同調査結果では、「平成 28 年 国民生活基礎調査」の結果と比較しています。「平成 28 年 国民生活基礎調査」においては、K6の5点以上に該当した人は全体で32.2%となっています。特筆すべきなのは、年代による差がほとんどない点です。

MURCが実施した調査と「平成 28 年 国民生活基礎調査」は同一のサンプルではなく調査方法も同一ではないのですが、どちらも全国の人々からほぼ無作為に抽出されたサンプルであると仮定すると、新型コロナウイルスによる精神的な影響は若年者ほど大きかった可能性があります。また、 「何らかのうつ・不安の問題がある可能性」というK6が5点以上という基準で見ると、新型コロナウイルスの感染拡大に伴う緊急事態宣言下では、コロナ以前と比較して約20%高かったと言えそうです。

次に、この数字を、過去の日本の大災害時の被災者のデータと比較したいと思います。

まず、2013年10月から2014年1月にかけて実施された、東日本大震災に伴う福島第一原発の事故による影響で仮設住宅で居住する人を対象にした研究の結果と比較します。
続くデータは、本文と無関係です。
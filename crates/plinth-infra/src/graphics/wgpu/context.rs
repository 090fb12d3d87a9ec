// Copyright 2025 eraflo
//
// Licensed under the Apache License, Version 2.0 (the "License");
// you may not use this file except in compliance with the License.
// You may obtain a copy of the License at
//
//     http://www.apache.org/licenses/LICENSE-2.0
//
// Unless required by applicable law or agreed to in writing, software
// distributed under the License is distributed on an "AS IS" BASIS,
// WITHOUT WARRANTIES OR CONDITIONS OF ANY KIND, either express or implied.
// See the License for the specific language governing permissions and
// limitations under the License.

use anyhow::anyhow;
use anyhow::Result;
use plinth_core::platform::ViewerWindowHandle;
use wgpu::SurfaceTargetUnsafe;
use wgpu::{Adapter, Instance};
use std::sync::atomic::{AtomicBool, Ordering};
use std::sync::Arc;

/// HDR target format. MSAA support is checked against it.
pub(crate) const HDR_FORMAT: wgpu::TextureFormat = wgpu::TextureFormat::Rgba16Float;

/// Sample count requested for the HDR target when the adapter allows it.
const PREFERRED_SAMPLE_COUNT: u32 = 4;

/// Holds the core WGPU state objects required for rendering.
/// This structure manages the connection to the graphics API for one window surface.
#[derive(Debug)]
pub struct WgpuGraphicsContext {
    #[allow(dead_code)]
    instance: Instance,
    pub surface: wgpu::Surface<'static>,
    #[allow(dead_code)]
    pub adapter: wgpu::Adapter,
    pub device: wgpu::Device,
    pub queue: wgpu::Queue,

    // Configuration for the surface's swapchain behavior
    pub surface_config: wgpu::SurfaceConfiguration,

    // Store info for easy access
    pub adapter_name: String,
    pub adapter_backend: wgpu::Backend,
    pub adapter_device_type: wgpu::DeviceType,
    /// MSAA sample count of the HDR target: 4 when supported, else 1.
    pub sample_count: u32,
    device_lost: Arc<AtomicBool>,
}

impl WgpuGraphicsContext {
    /// Initializes the graphics context for a window surface.
    ///
    /// The adapter is chosen against the surface so the swapchain can always be
    /// configured. `surface_size` is in physical pixels.
    pub async fn new(window_handle: ViewerWindowHandle, surface_size: (u32, u32)) -> Result<Self> {
        log::info!("Initializing WGPU Graphics Context...");

        // WGPU_BACKEND and friends still apply.
        let instance = Instance::new(wgpu::InstanceDescriptor::new_without_display_handle_from_env());

        // --- 1. Create Surface ---
        // SAFETY: the handle is an Arc of the window, which the viewer keeps
        // alive until the renderer is shut down.
        let surface_target = unsafe {
            SurfaceTargetUnsafe::from_display_and_window(&window_handle, &window_handle)
                .map_err(|e| anyhow!("Failed to create surface target: {}", e))?
        };

        let surface = unsafe { instance.create_surface_unsafe(surface_target)? };
        log::debug!("WGPU surface created for the window.");

        // --- 2. Pick an adapter that can present to it ---
        let adapter: Adapter = instance
            .request_adapter(&wgpu::RequestAdapterOptions {
                power_preference: wgpu::PowerPreference::HighPerformance,
                compatible_surface: Some(&surface),
                force_fallback_adapter: false,
            })
            .await
            .map_err(|e| anyhow!("No suitable graphics adapter: {}", e))?;

        let adapter_info = adapter.get_info();
        log::info!(
            "Using graphics adapter: \"{}\" (Backend: {:?})",
            adapter_info.name,
            adapter_info.backend
        );

        // --- 3. Create Logical Device and Command Queue ---
        let (device, queue) = adapter
            .request_device(&wgpu::DeviceDescriptor {
                label: Some("Plinth Logical Device"),
                required_features: wgpu::Features::empty(),
                required_limits: wgpu::Limits::default(),
                memory_hints: wgpu::MemoryHints::default(),
                ..Default::default()
            })
            .await
            .map_err(|e| anyhow!("Failed to create logical device: {}", e))?;
        log::info!("Logical device and command queue created.");

        device.on_uncaptured_error(Arc::new(|e: wgpu::Error| {
            log::error!("WGPU Uncaptured Error: {e:?}");
        }));
        let device_lost = Arc::new(AtomicBool::new(false));
        let lost_flag = Arc::clone(&device_lost);
        device.set_device_lost_callback(move |reason, message| {
            log::error!("WGPU device lost ({reason:?}): {message}");
            lost_flag.store(true, Ordering::Release);
        });

        let sample_count = if adapter
            .get_texture_format_features(HDR_FORMAT)
            .flags
            .sample_count_supported(PREFERRED_SAMPLE_COUNT)
        {
            PREFERRED_SAMPLE_COUNT
        } else {
            log::warn!("{PREFERRED_SAMPLE_COUNT}x MSAA unsupported for {HDR_FORMAT:?}; rendering without antialiasing.");
            1
        };

        // --- 4. Configure Surface ---
        let surface_caps = surface.get_capabilities(&adapter);
        let surface_format = surface_caps
            .formats
            .iter()
            .copied()
            .find(|f| f.is_srgb())
            .or_else(|| surface_caps.formats.first().copied())
            .ok_or_else(|| anyhow!("Surface reports no supported formats"))?;
        let alpha_mode = surface_caps
            .alpha_modes
            .first()
            .copied()
            .unwrap_or(wgpu::CompositeAlphaMode::Auto);

        let surface_config = wgpu::SurfaceConfiguration {
            usage: wgpu::TextureUsages::RENDER_ATTACHMENT,
            format: surface_format,
            width: surface_size.0.max(1),
            height: surface_size.1.max(1),
            present_mode: surface_caps
                .present_modes
                .iter()
                .copied()
                .find(|m| *m == wgpu::PresentMode::Mailbox)
                .unwrap_or(wgpu::PresentMode::Fifo), // Fifo is guaranteed to be supported
            alpha_mode,
            view_formats: vec![],
            desired_maximum_frame_latency: 2,
        };
        surface.configure(&device, &surface_config);
        log::info!(
            "Surface configured: {:?} {}x{} ({:?})",
            surface_format,
            surface_config.width,
            surface_config.height,
            surface_config.present_mode
        );

        Ok(WgpuGraphicsContext {
            instance,
            surface,
            adapter,
            device,
            queue,
            surface_config,
            adapter_name: adapter_info.name,
            adapter_backend: adapter_info.backend,
            adapter_device_type: adapter_info.device_type,
            sample_count,
            device_lost,
        })
    }

    /// Whether the device has been lost since creation.
    pub fn is_device_lost(&self) -> bool {
        self.device_lost.load(Ordering::Acquire)
    }

    /// Reconfigures the underlying surface (swapchain) when the window is resized.
    pub fn resize(&mut self, new_width: u32, new_height: u32) {
        if new_width > 0 && new_height > 0 {
            log::info!(
                "WGPUGraphicsContext: Resizing surface configuration to {new_width}x{new_height}"
            );
            self.surface_config.width = new_width;
            self.surface_config.height = new_height;
            self.surface.configure(&self.device, &self.surface_config);
        } else {
            log::warn!(
                "WGPUGraphicsContext: Ignoring resize request to zero dimensions: {new_width}x{new_height}"
            );
        }
    }

    /// Acquires the next swapchain image. The caller decides how to react to
    /// anything but success.
    pub fn get_current_texture(&self) -> wgpu::CurrentSurfaceTexture {
        self.surface.get_current_texture()
    }

    /// Format of the swapchain images.
    pub fn surface_format(&self) -> wgpu::TextureFormat {
        self.surface_config.format
    }

    /// Reapplies the current configuration after the surface went stale.
    pub fn reconfigure(&self) {
        self.surface.configure(&self.device, &self.surface_config);
    }

    /// Returns the size of the swapchain surface, in physical pixels.
    pub fn get_size(&self) -> (u32, u32) {
        (self.surface_config.width, self.surface_config.height)
    }
}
https://bmcpsychiatry.biomedcentral.com/track/pdf/10.1186/s12888-016-1134-9

この研究では、全体では33.8%が、K6で5点以上に該当していました。

次に、東日本大震災の影響で宮城県仙台市の仮設住宅で居住している人を対象とした縦断研究から得られた結果とも比較してみます。

https://www.ncbi.nlm.nih.gov/pmc/articles/PMC5942419/pdf/bmjopen-2017-018211.pdf

この研究では被災から半年が経過した2011年9月から 2016年1月時点まで追跡可能だった284人が分析対象となっています。仮設住宅における居住期間別に、K6が5点以上に該当した人の割合が示されており、居住期間が3年未満の人は59.6%、3年から4年未満は57.6%、4年以上は62.2%となっています。

以上の結果を踏まえると、日本においても緊急事態宣言が宣言されていた時期に人々が感じていた不安や抑うつの程度は、東日本大震災の被災者で仮設住宅に居住する人に次ぐ水準だった可能性があります。

まとめ

今回は、新型コロナウイルスの感染拡大に伴う緊急事態宣言下において、日本の人々が感じていた不安や抑うつ度について、調査結果や研究論文をもとに検討しました。

あくまでK6という調査票で捉えられるメンタルヘルスの状態という留保条件付きですが、今回の緊急事態宣言下で人々が感じていた不安や抑うつの程度は東日本大震災の被災して仮設住宅に住んでいる人の感じていたものに匹敵する可能性があることが分かりました。

なお、東日本大震災の被災者においては、K6で捉えられない他のストレス反応や、PTSDといった症状が認められたことが分かっており、今回の新型コロナウイルスの影響についても不安や抑うつ以外のメンタルヘルスの影響も考えられます。

過去の大災害時の経験も参考にしながら、今回の新型コロナウイルスの感染拡大に伴う様々な措置により、人々のメンタルヘルスにどのような影響が生じ、どのような心理的なケアが必要かを科学的なメンタルヘルスの測定を根拠に検討していく必要があると考えられます。